I always tell young people in particular, “Do not say that nothing’s changed when it comes to race in America unless you lived through being a black man in the 1950s, or ’60s, or ’70s.”

What is also true is that the legacy of slavery, Jim Crow, discrimination in almost every institution of our lives: that casts a long shadow. And that’s still part of our DNA. That’s passed on. We’re not cured of it—racism. We’re not cured of it. And it’s not just a matter of it not being polite to say nigger in public.

Obama on his daughters:

The biggest fun I’ve had is watching my girls grow up. And they are … they are magnificent. Look, hopefully every parent feels the way I do about my daughters. But I think they are spectacular. And when Michelle and I came into office, the biggest worry we had was is this going to be some weird thing for them, and are they going to grow up with an attitude, or are they going to think that everybody eats off of china?

You know it turns out that they’ve just become—they’re kind, they’re thoughtful, they treat everybody with respect, they don’t have any kind of airs. They’re confident. but without being cocky. They’ve got great friends they’ve been able to—they’re not stuck in the bubble the same way I am. You know, they go to the mall, they have sleepovers, they go to prom, Malia’s starting to drive. 

So my biggest [source of] fun has been watching them grow up.
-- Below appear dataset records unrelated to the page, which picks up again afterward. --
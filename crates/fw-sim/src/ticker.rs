//! Periodic driver: a tokio task that ticks a shared `FleetSim`.

use std::sync::{Arc, Mutex};
use std::time::Duration;

use chrono::Utc;
use fw_fleet::{PositionSource, TickReport};
use tokio::task::JoinHandle;
use tokio::time::MissedTickBehavior;
use tracing::{error, info, warn};

use crate::{FleetObserver, FleetSim, SimError, SimResult};

/// A `FleetSim` shared between the ticker task and operator commands.
///
/// The lock is held for exactly one tick or one command and never across an
/// `.await`.
pub type SharedFleet<S> = Arc<Mutex<FleetSim<S>>>;

pub fn shared<S: PositionSource>(sim: FleetSim<S>) -> SharedFleet<S> {
    Arc::new(Mutex::new(sim))
}

/// Owns the periodic tick task.
///
/// The first tick fires one full period after [`start`](Self::start).  If
/// the runtime falls behind, missed ticks are skipped rather than replayed
/// in a burst.  Dropping the ticker aborts the task.
#[derive(Default)]
pub struct FleetTicker {
    task: Option<JoinHandle<()>>,
}

impl FleetTicker {
    pub fn new() -> Self {
        Self::default()
    }

    /// Spawn the tick task on the current tokio runtime, ticking every
    /// `config.tick_interval_ms`.
    ///
    /// # Errors
    ///
    /// - [`SimError::AlreadyRunning`] if a task from an earlier `start` is
    ///   still alive.
    /// - [`SimError::Poisoned`] if the fleet lock is poisoned.
    ///
    /// # Panics
    ///
    /// Outside a tokio runtime, as [`tokio::spawn`] does.
    pub fn start<S, O>(&mut self, fleet: SharedFleet<S>, observer: O) -> SimResult<()>
    where
        S: PositionSource,
        O: FleetObserver + Send + 'static,
    {
        if self.is_running() {
            warn!("ticker start rejected: already running");
            return Err(SimError::AlreadyRunning);
        }
        let period = fleet.lock().map_err(|_| SimError::Poisoned)?.config().tick_interval();
        self.task = Some(tokio::spawn(tick_loop(fleet, observer, period)));
        info!(period_ms = period.as_millis() as u64, "fleet ticker started");
        Ok(())
    }

    /// Abort the tick task.  Returns `false` if nothing was running.
    ///
    /// A tick in progress finishes first: the task only yields between
    /// ticks.
    pub fn stop(&mut self) -> bool {
        match self.task.take() {
            Some(task) => {
                task.abort();
                info!("fleet ticker stopped");
                true
            }
            None => false,
        }
    }

    pub fn is_running(&self) -> bool {
        self.task.as_ref().is_some_and(|t| !t.is_finished())
    }
}

impl Drop for FleetTicker {
    fn drop(&mut self) {
        if let Some(task) = self.task.take() {
            task.abort();
        }
    }
}

async fn tick_loop<S, O>(fleet: SharedFleet<S>, mut observer: O, period: Duration)
where
    S: PositionSource,
    O: FleetObserver,
{
    let mut interval = tokio::time::interval(period);
    interval.set_missed_tick_behavior(MissedTickBehavior::Skip);
    // The first tick of a tokio interval completes immediately.
    interval.tick().await;

    loop {
        interval.tick().await;
        match tick_once(&fleet, &mut observer) {
            Ok(_) => {}
            Err(SimError::Poisoned) => {
                error!("fleet state lock poisoned; ticker exiting");
                break;
            }
            Err(e) => warn!(error = %e, "tick failed"),
        }
    }
}

fn tick_once<S, O>(fleet: &SharedFleet<S>, observer: &mut O) -> SimResult<TickReport>
where
    S: PositionSource,
    O: FleetObserver,
{
    let mut sim = fleet.lock().map_err(|_| SimError::Poisoned)?;
    sim.tick(Utc::now(), observer)
}
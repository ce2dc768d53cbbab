//! Text rendering of the operator view.

use std::fmt::Write;

use fw_detect::ClusterReport;
use fw_fleet::FleetSnapshot;
use fw_view::{
    filter_and_sort, occupancy_percent, showing_line, summary_statistics, LoadBand, SortKey,
    SortOrder,
};

/// How the bus list is filtered and ordered.
pub struct ListView<'a> {
    pub query: &'a str,
    pub key:   SortKey,
    pub order: SortOrder,
}

/// Summary header, alerts, and the filtered bus table.
pub fn render_dashboard(snapshot: &FleetSnapshot, view: &ListView<'_>) -> String {
    let stats = summary_statistics(&snapshot.buses, &snapshot.alerts);
    let mut out = String::new();

    let _ = writeln!(out, "== Fleet at {} ==", snapshot.tick);
    let _ = writeln!(
        out,
        "Active buses: {}   Alerts: {}   In alert: {}   Rerouted: {}",
        stats.active_bus_count, stats.active_alert_count, stats.buses_in_alert, stats.buses_rerouted,
    );
    let _ = writeln!(
        out,
        "Average occupancy: {}% ({})   System status: {}",
        stats.average_occupancy_percent,
        stats.load_band(),
        stats.system_status(),
    );

    if !snapshot.alerts.is_empty() {
        let _ = writeln!(out, "\nAlerts");
        for alert in &snapshot.alerts {
            let buses: Vec<String> = alert.bus_ids.iter().map(ToString::to_string).collect();
            let _ = writeln!(
                out,
                "  {} [{}] at {}: {}",
                alert.id,
                alert.severity,
                alert.location,
                buses.join(", "),
            );
            if let Some(route) = &alert.alternate_route {
                let _ = writeln!(
                    out,
                    "    detour {} -> {} ({} points)",
                    route.from_stop,
                    route.to_stop,
                    route.points.len(),
                );
            }
        }
    }

    let rows = filter_and_sort(&snapshot.buses, view.query, view.key, view.order);
    let _ = writeln!(out, "\n{:<10} {:<10} {:<10} {:>5} {:>8} {:<6}", "Bus", "Route", "Status", "km/h", "Load", "Band");
    for bus in &rows {
        let _ = writeln!(
            out,
            "{:<10} {:<10} {:<10} {:>5} {:>7}% {:<6}",
            bus.id.to_string(),
            bus.route,
            bus.status.as_str(),
            bus.speed_kmh,
            occupancy_percent(bus),
            LoadBand::of(bus).as_str(),
        );
    }
    let _ = writeln!(out, "{}", showing_line(rows.len(), snapshot.buses.len()));
    out
}

/// Cluster analysis section.
pub fn render_clusters(report: &ClusterReport) -> String {
    let mut out = String::new();
    let _ = writeln!(out, "\nCluster analysis: overall risk {}", report.overall_risk);
    for cluster in &report.clusters {
        let _ = writeln!(
            out,
            "  {} buses within {:.0} m of {} [{}]: {}",
            cluster.size(),
            cluster.radius_m,
            cluster.centroid,
            cluster.risk,
            cluster.summary(),
        );
    }
    for advice in &report.recommendations {
        let _ = writeln!(out, "  - {advice}");
    }
    out
}
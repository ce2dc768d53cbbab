//! Fleet error type.
//!
//! Two families matter to callers: *not found* (a command named an unknown
//! bus or alert) and *invalid state* (a command or seed would break a fleet
//! invariant).  Both are local to a single command; the store validates
//! before it mutates, so a failed command leaves state untouched.

use thiserror::Error;

use crate::{AlertId, BusId};

/// The top-level error type for `fw-core` and a common base for sub-crates.
#[derive(Debug, Error)]
pub enum FleetError {
    #[error("bus {0} not found")]
    BusNotFound(BusId),

    #[error("alert {0} not found")]
    AlertNotFound(AlertId),

    #[error("bus {bus} occupancy {occupancy} exceeds capacity {capacity}")]
    OccupancyExceedsCapacity {
        bus:       BusId,
        occupancy: u32,
        capacity:  u32,
    },

    #[error("bus {bus} already belongs to active alert {alert}")]
    BusAlreadyInAlert { bus: BusId, alert: AlertId },

    #[error("alert names bus {bus} which is not in the fleet")]
    UnknownBusInAlert { bus: BusId },

    #[error("alert must name at least one bus")]
    EmptyAlert,

    #[error("bus {0} appears more than once")]
    DuplicateBus(BusId),

    #[error("alert {0} appears more than once")]
    DuplicateAlert(AlertId),

    #[error("no alert ids left to allocate")]
    AlertIdsExhausted,

    #[error("configuration error: {0}")]
    Config(String),

    #[error("invalid id: {0:?}")]
    ParseId(String),

    #[error("parse error: {0}")]
    Parse(String),
}

impl FleetError {
    /// `true` for errors caused by an unknown bus or alert id.
    pub fn is_not_found(&self) -> bool {
        matches!(self, FleetError::BusNotFound(_) | FleetError::AlertNotFound(_))
    }

    /// `true` for errors caused by a broken fleet invariant.
    pub fn is_invalid_state(&self) -> bool {
        matches!(
            self,
            FleetError::OccupancyExceedsCapacity { .. }
                | FleetError::BusAlreadyInAlert { .. }
                | FleetError::UnknownBusInAlert { .. }
                | FleetError::EmptyAlert
                | FleetError::DuplicateBus(_)
                | FleetError::DuplicateAlert(_)
                | FleetError::AlertIdsExhausted
        )
    }
}

/// Shorthand result type for all `fw-*` crates.
pub type FleetResult<T> = Result<T, FleetError>;
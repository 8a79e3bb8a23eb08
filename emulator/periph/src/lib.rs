/*++

Licensed under the Apache-2.0 license.

File Name:

    lib.rs

Abstract:

    File contains exports for the I3C core emulated peripheral library.

--*/

mod i3c_core;
mod queues;
mod recovery_iface;

pub use i3c_core::I3cCore;
pub use queues::CsrQueue;
pub use recovery_iface::{RecoveryInterface, FIFO_CAPACITY_DWORDS, MAX_TRANSFER_SIZE_DWORDS};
Now, unfortunately they’re hitting the age where they still love me, but they think I’m completely boring. And so they’ll come in, pat me on the head, talk to me for 10 minutes, and then they’re gone all weekend. Right? They break my heart! So now I’ve got to start thinking, Well what’s going to replace that fun?

Obama on convincing Malia to appreciate the Secret Service:

I had to explain to her, “Sweetie, let me tell you something: If you think that you’d be over at your friend’s house until 11:30, and then I’d be coming to pick you up, you’re crazy. So the only reason you’re out is because you have a detail. Otherwise, you’d be home. Because I wouldn’t be chauffeuring you around.”

Obama on getting old:

I’ve been trying to work out pretty hard just to stay in shape. That’s useful. But it’s not—you know, I used to play basketball more but these days I’m—I’ve gotten to the point where it’s not as much fun because I’m not as good as I used to be, and I get frustrated.
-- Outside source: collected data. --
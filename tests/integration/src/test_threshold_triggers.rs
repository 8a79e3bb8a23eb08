// Licensed under the Apache-2.0 license

#[cfg(test)]
mod test {
    use i3c_core_model::{
        ready_trigger, start_trigger, QueueRole, ThresholdKind, ThresholdSetting,
    };
    use i3c_core_registers::i3c as regs;
    use i3c_hw_model::{CsrTransport, ModelEmulated, QueueDescriptor};
    use rand::rngs::StdRng;
    use rand::{Rng, SeedableRng};

    const HCI_ROLES: [QueueRole; 5] = [
        QueueRole::Command,
        QueueRole::Response,
        QueueRole::Ibi,
        QueueRole::Transmit,
        QueueRole::Receive,
    ];

    #[test]
    fn test_hci_readback_matches_model_across_random_levels() {
        let mut model = ModelEmulated::new();
        let mut rng = StdRng::seed_from_u64(7);
        for role in HCI_ROLES {
            let queue = QueueDescriptor::hci(&mut model, role).unwrap();
            let capacity = queue.capacity();
            // data buffer threshold fields are 3 bits wide
            let field_max = if role.is_data_buffer() { 7 } else { 255 };
            for _ in 0..64 {
                let requested = rng.gen_range(0..=field_max);
                queue.program_ready(&mut model, requested).unwrap();

                let setting =
                    ThresholdSetting::program(role, ThresholdKind::Ready, requested, capacity)
                        .unwrap();
                assert_eq!(
                    queue.ready_readback(&mut model).unwrap(),
                    setting.readback(role, ThresholdKind::Ready),
                    "{role:?} readback for requested {requested}"
                );
                assert_eq!(
                    queue.ready_trigger(&mut model).unwrap(),
                    ready_trigger(queue.direction(), 0, capacity, setting.entries(role)),
                    "{role:?} trigger for requested {requested}"
                );
            }
        }
    }

    #[test]
    fn test_response_trigger_tracks_occupancy() {
        let mut model = ModelEmulated::new();
        let resp = QueueDescriptor::hci(&mut model, QueueRole::Response).unwrap();
        resp.program_ready(&mut model, 4).unwrap();
        for occupancy in 1..=8u32 {
            model.core_mut().inject_response(occupancy);
            assert_eq!(
                resp.ready_trigger(&mut model).unwrap(),
                occupancy >= 4,
                "trigger at occupancy {occupancy}"
            );
        }
    }

    #[test]
    fn test_command_trigger_deasserts_near_full() {
        let mut model = ModelEmulated::new();
        let cmd = QueueDescriptor::hci(&mut model, QueueRole::Command).unwrap();
        let capacity = cmd.capacity();
        cmd.program_ready(&mut model, 8).unwrap();
        assert!(cmd.ready_trigger(&mut model).unwrap());
        for occupancy in 1..=57u32 {
            model
                .write_csr(regs::COMMAND_PORT_OFFSET, occupancy)
                .unwrap();
            assert_eq!(
                cmd.ready_trigger(&mut model).unwrap(),
                capacity - occupancy >= 8,
                "trigger at occupancy {occupancy}"
            );
        }
    }

    #[test]
    fn test_rx_start_trigger_matches_model() {
        let mut model = ModelEmulated::new();
        let rx = QueueDescriptor::hci(&mut model, QueueRole::Receive).unwrap();
        let capacity = rx.capacity();
        rx.program_start(&mut model, 2).unwrap();
        assert_eq!(rx.start_readback(&mut model).unwrap(), 2);

        let setting =
            ThresholdSetting::program(QueueRole::Receive, ThresholdKind::Start, 2, capacity)
                .unwrap();
        let entries = setting.entries(QueueRole::Receive);
        for occupancy in 1..=60u32 {
            assert!(model.core_mut().inject_rx_data(occupancy));
            assert_eq!(
                model.core_mut().rx_start_trigger(),
                start_trigger(QueueRole::Receive, occupancy, capacity, entries).unwrap(),
                "start trigger at occupancy {occupancy}"
            );
        }
    }

    #[test]
    fn test_tti_ibi_readback_is_raw() {
        let mut model = ModelEmulated::new();
        let ibi = QueueDescriptor::tti(&mut model, QueueRole::Ibi).unwrap();
        // the field holds whatever was programmed even past the capacity clamp
        ibi.program_ready(&mut model, 0xff).unwrap();
        assert_eq!(ibi.ready_readback(&mut model).unwrap(), 0xff);
    }

    #[test]
    fn test_tti_rx_descriptor_trigger() {
        let mut model = ModelEmulated::new();
        let rx_desc = QueueDescriptor::tti(&mut model, QueueRole::RxDescriptor).unwrap();
        rx_desc.program_ready(&mut model, 3).unwrap();
        assert!(!rx_desc.ready_trigger(&mut model).unwrap());
        for occupancy in 1..=5u32 {
            assert!(model.core_mut().inject_tti_rx_desc(occupancy << 16));
            assert_eq!(
                rx_desc.ready_trigger(&mut model).unwrap(),
                occupancy >= 3,
                "trigger at occupancy {occupancy}"
            );
        }
    }
}
// Licensed under the Apache-2.0 license

use crate::QueueRole;
use thiserror::Error;

/// Errors surfaced by the queue and recovery protocol model.
///
/// A PEC mismatch is deliberately not represented here; it is reported
/// as a boolean alongside the parsed payload so that error-injection
/// scenarios can assert on it without unwinding.
#[derive(Debug, Error, PartialEq, Eq)]
pub enum ModelError {
    #[error("{0:?} queue does not implement a start threshold")]
    UnsupportedThresholdKind(QueueRole),
    #[error("recovery payload of {0} bytes does not fit the 16-bit length field")]
    PayloadTooLarge(usize),
    #[error("recovery response ended before the length prefix was complete")]
    TruncatedHeader,
    #[error("indirect FIFO read on an empty ring")]
    Underflow,
    #[error("indirect FIFO write on a full ring")]
    Overflow,
}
I was never great, but I was a good player, and I could play seriously. Now I’m like one of these old guys who’s running around, and the guys I play with, who are all a lot younger, they sort of pity me and sympathize with me. They tolerate me, but we all know that I’m the weak link on the court. And I don’t like being the weak link.
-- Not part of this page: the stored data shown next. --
// Licensed under the Apache-2.0 license

//! Queue descriptors: the driver-side handle for one hardware queue.
//! Geometry is read once when the descriptor is built; threshold
//! programming and trigger sampling go through the transport on every
//! call.

use crate::{CsrTransport, TransportError};
use i3c_core_model::{capacity, response_capacity, tti_capacity, Direction, QueueRole};
use i3c_core_registers::i3c as regs;
use log::debug;

pub struct QueueDescriptor {
    role: QueueRole,
    direction: Direction,
    capacity: u32,
    thld_offset: u32,
    ready_shift: u32,
    ready_width: u32,
    start_shift: Option<u32>,
    intr_offset: u32,
    trigger_mask: u32,
}

impl QueueDescriptor {
    /// Builds a descriptor for an HCI queue, reading the geometry
    /// registers once.
    pub fn hci(
        transport: &mut impl CsrTransport,
        role: QueueRole,
    ) -> Result<Self, TransportError> {
        let size = transport.read_csr(regs::QUEUE_SIZE_OFFSET)?;
        let alt = transport.read_csr(regs::ALT_QUEUE_SIZE_OFFSET)?;
        let (capacity, thld_offset, ready_shift, ready_width, start_shift, trigger_mask) =
            match role {
                QueueRole::Command => (
                    capacity(role, size & 0xff),
                    regs::QUEUE_THLD_CTRL_OFFSET,
                    0,
                    8,
                    None,
                    1 << 3,
                ),
                QueueRole::Response => (
                    response_capacity(size & 0xff, alt & 0xff, alt & (1 << 24) != 0),
                    regs::QUEUE_THLD_CTRL_OFFSET,
                    8,
                    8,
                    None,
                    1 << 4,
                ),
                QueueRole::Ibi => (
                    (size >> 8) & 0xff,
                    regs::QUEUE_THLD_CTRL_OFFSET,
                    24,
                    8,
                    None,
                    1 << 2,
                ),
                QueueRole::Transmit => (
                    capacity(role, (size >> 24) & 0xff),
                    regs::DATA_BUFFER_THLD_CTRL_OFFSET,
                    0,
                    3,
                    Some(16),
                    1 << 0,
                ),
                QueueRole::Receive => (
                    capacity(role, (size >> 16) & 0xff),
                    regs::DATA_BUFFER_THLD_CTRL_OFFSET,
                    8,
                    3,
                    Some(24),
                    1 << 1,
                ),
                QueueRole::TxDescriptor | QueueRole::RxDescriptor => {
                    return Err(TransportError::UnsupportedQueue(role))
                }
            };
        debug!("hci {role:?} descriptor: capacity {capacity}");
        Ok(Self {
            role,
            direction: role.hci_direction(),
            capacity,
            thld_offset,
            ready_shift,
            ready_width,
            start_shift,
            intr_offset: regs::PIO_INTR_STATUS_OFFSET,
            trigger_mask,
        })
    }

    /// Builds a descriptor for a TTI queue. Every TTI capacity field
    /// uses the power-of-two encoding.
    pub fn tti(
        transport: &mut impl CsrTransport,
        role: QueueRole,
    ) -> Result<Self, TransportError> {
        let size = transport.read_csr(regs::TTI_QUEUE_SIZE_OFFSET)?;
        let (capacity, thld_offset, ready_shift, ready_width, start_shift, trigger_mask) =
            match role {
                QueueRole::RxDescriptor => (
                    tti_capacity(size & 0xff),
                    regs::TTI_QUEUE_THLD_CTRL_OFFSET,
                    8,
                    8,
                    None,
                    1 << 11,
                ),
                QueueRole::TxDescriptor => (
                    tti_capacity((size >> 8) & 0xff),
                    regs::TTI_QUEUE_THLD_CTRL_OFFSET,
                    0,
                    8,
                    None,
                    1 << 10,
                ),
                QueueRole::Receive => (
                    tti_capacity((size >> 16) & 0xff),
                    regs::TTI_DATA_BUFFER_THLD_CTRL_OFFSET,
                    8,
                    3,
                    Some(24),
                    1 << 9,
                ),
                QueueRole::Transmit => (
                    tti_capacity((size >> 24) & 0xff),
                    regs::TTI_DATA_BUFFER_THLD_CTRL_OFFSET,
                    0,
                    3,
                    Some(16),
                    1 << 8,
                ),
                QueueRole::Ibi => {
                    let ibi_size = transport.read_csr(regs::TTI_IBI_QUEUE_SIZE_OFFSET)?;
                    (
                        tti_capacity(ibi_size & 0xff),
                        regs::TTI_QUEUE_THLD_CTRL_OFFSET,
                        24,
                        8,
                        None,
                        1 << 12,
                    )
                }
                QueueRole::Command | QueueRole::Response => {
                    return Err(TransportError::UnsupportedQueue(role))
                }
            };
        debug!("tti {role:?} descriptor: capacity {capacity}");
        Ok(Self {
            role,
            direction: role.tti_direction(),
            capacity,
            thld_offset,
            ready_shift,
            ready_width,
            start_shift,
            intr_offset: regs::TTI_INTERRUPT_STATUS_OFFSET,
            trigger_mask,
        })
    }

    pub fn role(&self) -> QueueRole {
        self.role
    }

    pub fn direction(&self) -> Direction {
        self.direction
    }

    pub fn capacity(&self) -> u32 {
        self.capacity
    }

    fn ready_mask(&self) -> u32 {
        ((1 << self.ready_width) - 1) << self.ready_shift
    }

    /// Programs the ready threshold field and lets the core settle so
    /// the trigger status reflects the new value.
    pub fn program_ready(
        &self,
        transport: &mut impl CsrTransport,
        value: u32,
    ) -> Result<(), TransportError> {
        let mask = self.ready_mask();
        let current = transport.read_csr(self.thld_offset)?;
        transport.write_csr(
            self.thld_offset,
            (current & !mask) | ((value << self.ready_shift) & mask),
        )?;
        transport.settle();
        Ok(())
    }

    pub fn ready_readback(
        &self,
        transport: &mut impl CsrTransport,
    ) -> Result<u32, TransportError> {
        Ok((transport.read_csr(self.thld_offset)? & self.ready_mask()) >> self.ready_shift)
    }

    /// Programs the start threshold field. Only the data buffers carry
    /// one.
    pub fn program_start(
        &self,
        transport: &mut impl CsrTransport,
        value: u32,
    ) -> Result<(), TransportError> {
        let shift = self
            .start_shift
            .ok_or(TransportError::UnsupportedQueue(self.role))?;
        let mask = ((1 << self.ready_width) - 1) << shift;
        let current = transport.read_csr(self.thld_offset)?;
        transport.write_csr(self.thld_offset, (current & !mask) | ((value << shift) & mask))?;
        transport.settle();
        Ok(())
    }

    pub fn start_readback(
        &self,
        transport: &mut impl CsrTransport,
    ) -> Result<u32, TransportError> {
        let shift = self
            .start_shift
            .ok_or(TransportError::UnsupportedQueue(self.role))?;
        let mask = ((1 << self.ready_width) - 1) << shift;
        Ok((transport.read_csr(self.thld_offset)? & mask) >> shift)
    }

    /// Samples the queue's ready trigger bit from the interrupt status
    /// register.
    pub fn ready_trigger(
        &self,
        transport: &mut impl CsrTransport,
    ) -> Result<bool, TransportError> {
        Ok(transport.read_csr(self.intr_offset)? & self.trigger_mask != 0)
    }
}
On comedy, specifically Louis C.K.:

Maron: Do you like comedy?

Obama: I love comedy.

Maron: Who are your guys?

Obama: Well [Richard] Pryor was an early one. Dick Gregory, when he was really on the edge. Seinfeld is a whole other different type. Louis [C.K.] I know is a buddy of yours, I love.

Maron: Louis?

Obama: Yeah, I think Louis is terrific.

Maron: Oh boy, you just made his life. You just made his life.

Obama: He’s wonderful in such a self-deprecating but edgy kind of way. And basically good-hearted even when he’s saying stuff that’s pretty wrong.

Maron: Wrong?

Obama: Yeah, wrong. There’s a goodness about him that comes through.

On learning from experience:

Obama: I was talking to somebody the other day about why I actually think I’m a better president and would be a better candidate if I were running again than I ever have been. And it’s sort of like an athlete—you might slow down a little bit, you might not jump as high as you used to, but I know what I’m doing and I’m fearless.

Maron: For real. You’re not pretending to be fearless.

Obama: Right, you’re not pretending to be fearless. And when you get to that point?

Maron: Freedom.

Obama: And also part of that fearlessness is because you’ve screwed up enough times that you know that—

Maron: It’s all happened.

Obama: It’s all happened. I’ve been through this, I’ve screwed up, I’ve been in the barrel tumbling down Niagara Falls, and I emerged, and I lived. And that’s such a liberating feeling. It’s one of the benefits of age. It almost compensates for the fact I can’t play basketball anymore.

Correction, June 22 2015: Due to a transcription error, this post originally stated that President Obama said “26-year-olds” where he said “20 6-year-olds.”